■ TASK TO COMPLETE: Using the records underneath, tally the lines where the word "error" appears and please give only the count.

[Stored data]
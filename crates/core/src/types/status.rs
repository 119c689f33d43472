//! Status enums and the order state machine.
//!
//! All of these are stored as TEXT columns; the `postgres` feature wires
//! their `Display`/`FromStr` pairs into sqlx `Encode`/`Decode`.

use serde::{Deserialize, Serialize};

/// Implement sqlx TEXT encoding for an enum via its `Display`/`FromStr` pair.
macro_rules! impl_text_sqlx {
    ($name:ident) => {
        #[cfg(feature = "postgres")]
        impl sqlx::Type<sqlx::Postgres> for $name {
            fn type_info() -> sqlx::postgres::PgTypeInfo {
                <String as sqlx::Type<sqlx::Postgres>>::type_info()
            }

            fn compatible(ty: &sqlx::postgres::PgTypeInfo) -> bool {
                <String as sqlx::Type<sqlx::Postgres>>::compatible(ty)
            }
        }

        #[cfg(feature = "postgres")]
        impl<'r> sqlx::Decode<'r, sqlx::Postgres> for $name {
            fn decode(
                value: sqlx::postgres::PgValueRef<'r>,
            ) -> Result<Self, sqlx::error::BoxDynError> {
                let s = <String as sqlx::Decode<sqlx::Postgres>>::decode(value)?;
                Ok(s.parse()?)
            }
        }

        #[cfg(feature = "postgres")]
        impl sqlx::Encode<'_, sqlx::Postgres> for $name {
            fn encode_by_ref(
                &self,
                buf: &mut sqlx::postgres::PgArgumentBuffer,
            ) -> Result<sqlx::encode::IsNull, sqlx::error::BoxDynError> {
                <&str as sqlx::Encode<sqlx::Postgres>>::encode_by_ref(&self.as_str(), buf)
            }
        }
    };
}

// =============================================================================
// Product
// =============================================================================

/// Product availability status.
///
/// `OutOfStock` is derived, never set directly: every mutation of `stock`
/// must recompute it via [`ProductStatus::derive`]. `Inactive` is an admin
/// decision and survives restocking.
#[derive(Debug, Clone, Copy, PartialEq, Eq, Hash, Serialize, Deserialize, Default)]
#[serde(rename_all = "snake_case")]
pub enum ProductStatus {
    #[default]
    Active,
    Inactive,
    OutOfStock,
}

impl ProductStatus {
    /// Recompute the status after a stock mutation.
    ///
    /// Holds the invariant `status == OutOfStock` iff `stock == 0`. An
    /// inactive product with stock stays inactive.
    #[must_use]
    pub const fn derive(self, stock: i32) -> Self {
        match (self, stock) {
            (_, 0) => Self::OutOfStock,
            (Self::Inactive, _) => Self::Inactive,
            _ => Self::Active,
        }
    }

    /// The wire/database representation.
    #[must_use]
    pub const fn as_str(&self) -> &'static str {
        match self {
            Self::Active => "active",
            Self::Inactive => "inactive",
            Self::OutOfStock => "out_of_stock",
        }
    }
}

impl std::fmt::Display for ProductStatus {
    fn fmt(&self, f: &mut std::fmt::Formatter<'_>) -> std::fmt::Result {
        f.write_str(self.as_str())
    }
}

impl std::str::FromStr for ProductStatus {
    type Err = String;

    fn from_str(s: &str) -> Result<Self, Self::Err> {
        match s {
            "active" => Ok(Self::Active),
            "inactive" => Ok(Self::Inactive),
            "out_of_stock" => Ok(Self::OutOfStock),
            _ => Err(format!("invalid product status: {s}")),
        }
    }
}

impl_text_sqlx!(ProductStatus);

// =============================================================================
// Order
// =============================================================================

/// Order fulfillment status.
///
/// Transitions are forward-only along
/// `pending → processing → shipped → delivered`, with cancellation allowed
/// from `pending` or `processing`. Everything else is rejected.
#[derive(Debug, Clone, Copy, PartialEq, Eq, Hash, Serialize, Deserialize, Default)]
#[serde(rename_all = "snake_case")]
pub enum OrderStatus {
    #[default]
    Pending,
    Processing,
    Shipped,
    Delivered,
    Cancelled,
}

impl OrderStatus {
    /// Whether the state machine permits moving from `self` to `target`.
    #[must_use]
    pub const fn can_transition_to(self, target: Self) -> bool {
        matches!(
            (self, target),
            (Self::Pending, Self::Processing | Self::Cancelled)
                | (Self::Processing, Self::Shipped | Self::Cancelled)
                | (Self::Shipped, Self::Delivered)
        )
    }

    /// Whether the customer may still cancel this order.
    #[must_use]
    pub const fn is_cancellable(self) -> bool {
        matches!(self, Self::Pending | Self::Processing)
    }

    /// The wire/database representation.
    #[must_use]
    pub const fn as_str(&self) -> &'static str {
        match self {
            Self::Pending => "pending",
            Self::Processing => "processing",
            Self::Shipped => "shipped",
            Self::Delivered => "delivered",
            Self::Cancelled => "cancelled",
        }
    }
}

impl std::fmt::Display for OrderStatus {
    fn fmt(&self, f: &mut std::fmt::Formatter<'_>) -> std::fmt::Result {
        f.write_str(self.as_str())
    }
}

impl std::str::FromStr for OrderStatus {
    type Err = String;

    fn from_str(s: &str) -> Result<Self, Self::Err> {
        match s {
            "pending" => Ok(Self::Pending),
            "processing" => Ok(Self::Processing),
            "shipped" => Ok(Self::Shipped),
            "delivered" => Ok(Self::Delivered),
            "cancelled" => Ok(Self::Cancelled),
            _ => Err(format!("invalid order status: {s}")),
        }
    }
}

impl_text_sqlx!(OrderStatus);

/// Payment status of an order.
#[derive(Debug, Clone, Copy, PartialEq, Eq, Hash, Serialize, Deserialize, Default)]
#[serde(rename_all = "snake_case")]
pub enum PaymentStatus {
    #[default]
    Pending,
    Paid,
    Failed,
    Refunded,
}

impl PaymentStatus {
    /// The wire/database representation.
    #[must_use]
    pub const fn as_str(&self) -> &'static str {
        match self {
            Self::Pending => "pending",
            Self::Paid => "paid",
            Self::Failed => "failed",
            Self::Refunded => "refunded",
        }
    }
}

impl std::fmt::Display for PaymentStatus {
    fn fmt(&self, f: &mut std::fmt::Formatter<'_>) -> std::fmt::Result {
        f.write_str(self.as_str())
    }
}

impl std::str::FromStr for PaymentStatus {
    type Err = String;

    fn from_str(s: &str) -> Result<Self, Self::Err> {
        match s {
            "pending" => Ok(Self::Pending),
            "paid" => Ok(Self::Paid),
            "failed" => Ok(Self::Failed),
            "refunded" => Ok(Self::Refunded),
            _ => Err(format!("invalid payment status: {s}")),
        }
    }
}

impl_text_sqlx!(PaymentStatus);

/// How an order is paid.
#[derive(Debug, Clone, Copy, PartialEq, Eq, Hash, Serialize, Deserialize, Default)]
#[serde(rename_all = "snake_case")]
pub enum PaymentMethod {
    CreditCard,
    DebitCard,
    Paypal,
    #[default]
    CashOnDelivery,
}

impl PaymentMethod {
    /// The wire/database representation.
    #[must_use]
    pub const fn as_str(&self) -> &'static str {
        match self {
            Self::CreditCard => "credit_card",
            Self::DebitCard => "debit_card",
            Self::Paypal => "paypal",
            Self::CashOnDelivery => "cash_on_delivery",
        }
    }
}

impl std::fmt::Display for PaymentMethod {
    fn fmt(&self, f: &mut std::fmt::Formatter<'_>) -> std::fmt::Result {
        f.write_str(self.as_str())
    }
}

impl std::str::FromStr for PaymentMethod {
    type Err = String;

    fn from_str(s: &str) -> Result<Self, Self::Err> {
        match s {
            "credit_card" => Ok(Self::CreditCard),
            "debit_card" => Ok(Self::DebitCard),
            "paypal" => Ok(Self::Paypal),
            "cash_on_delivery" => Ok(Self::CashOnDelivery),
            _ => Err(format!("invalid payment method: {s}")),
        }
    }
}

impl_text_sqlx!(PaymentMethod);

// =============================================================================
// User
// =============================================================================

/// Account role, checked exhaustively at every authorization point.
#[derive(Debug, Clone, Copy, PartialEq, Eq, Hash, Serialize, Deserialize, Default)]
#[serde(rename_all = "snake_case")]
pub enum Role {
    #[default]
    Customer,
    Admin,
}

impl Role {
    /// The wire/database representation.
    #[must_use]
    pub const fn as_str(&self) -> &'static str {
        match self {
            Self::Customer => "customer",
            Self::Admin => "admin",
        }
    }
}

impl std::fmt::Display for Role {
    fn fmt(&self, f: &mut std::fmt::Formatter<'_>) -> std::fmt::Result {
        f.write_str(self.as_str())
    }
}

impl std::str::FromStr for Role {
    type Err = String;

    fn from_str(s: &str) -> Result<Self, Self::Err> {
        match s {
            "customer" => Ok(Self::Customer),
            "admin" => Ok(Self::Admin),
            _ => Err(format!("invalid role: {s}")),
        }
    }
}

impl_text_sqlx!(Role);

// =============================================================================
// Stock adjustment
// =============================================================================

/// Direction of an admin stock adjustment.
#[derive(Debug, Clone, Copy, PartialEq, Eq, Serialize, Deserialize)]
#[serde(rename_all = "snake_case")]
pub enum StockOperation {
    Add,
    Subtract,
}

#[cfg(test)]
#[allow(clippy::unwrap_used)]
mod tests {
    use super::*;

    #[test]
    fn test_product_status_derives_out_of_stock() {
        assert_eq!(
            ProductStatus::Active.derive(0),
            ProductStatus::OutOfStock
        );
        assert_eq!(ProductStatus::OutOfStock.derive(3), ProductStatus::Active);
        assert_eq!(ProductStatus::Inactive.derive(0), ProductStatus::OutOfStock);
    }

    #[test]
    fn test_product_status_inactive_survives_restock() {
        assert_eq!(ProductStatus::Inactive.derive(5), ProductStatus::Inactive);
    }

    #[test]
    fn test_order_status_forward_path() {
        use OrderStatus::*;
        assert!(Pending.can_transition_to(Processing));
        assert!(Processing.can_transition_to(Shipped));
        assert!(Shipped.can_transition_to(Delivered));
    }

    #[test]
    fn test_order_status_cancellation() {
        use OrderStatus::*;
        assert!(Pending.can_transition_to(Cancelled));
        assert!(Processing.can_transition_to(Cancelled));
        assert!(!Shipped.can_transition_to(Cancelled));
        assert!(!Delivered.can_transition_to(Cancelled));
        assert!(!Cancelled.can_transition_to(Cancelled));
    }

    #[test]
    fn test_order_status_rejects_everything_else() {
        use OrderStatus::*;
        let all = [Pending, Processing, Shipped, Delivered, Cancelled];
        for target in all {
            // Nothing transitions back to pending, and terminal states have
            // no outgoing transitions at all.
            assert!(!target.can_transition_to(Pending));
            assert!(!Delivered.can_transition_to(target));
            assert!(!Cancelled.can_transition_to(target));
        }
        // No skipping ahead
        assert!(!Pending.can_transition_to(Shipped));
        assert!(!Pending.can_transition_to(Delivered));
        assert!(!Processing.can_transition_to(Delivered));
    }

    #[test]
    fn test_is_cancellable() {
        assert!(OrderStatus::Pending.is_cancellable());
        assert!(OrderStatus::Processing.is_cancellable());
        assert!(!OrderStatus::Shipped.is_cancellable());
        assert!(!OrderStatus::Delivered.is_cancellable());
        assert!(!OrderStatus::Cancelled.is_cancellable());
    }

    #[test]
    fn test_serde_snake_case() {
        assert_eq!(
            serde_json::to_string(&OrderStatus::Pending).unwrap(),
            "\"pending\""
        );
        assert_eq!(
            serde_json::to_string(&PaymentMethod::CashOnDelivery).unwrap(),
            "\"cash_on_delivery\""
        );
        assert_eq!(serde_json::to_string(&Role::Admin).unwrap(), "\"admin\"");
    }

    #[test]
    fn test_from_str_roundtrip() {
        for status in [
            OrderStatus::Pending,
            OrderStatus::Processing,
            OrderStatus::Shipped,
            OrderStatus::Delivered,
            OrderStatus::Cancelled,
        ] {
            assert_eq!(status.as_str().parse::<OrderStatus>(), Ok(status));
        }
    }
}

■ ANSWER SPACE: 2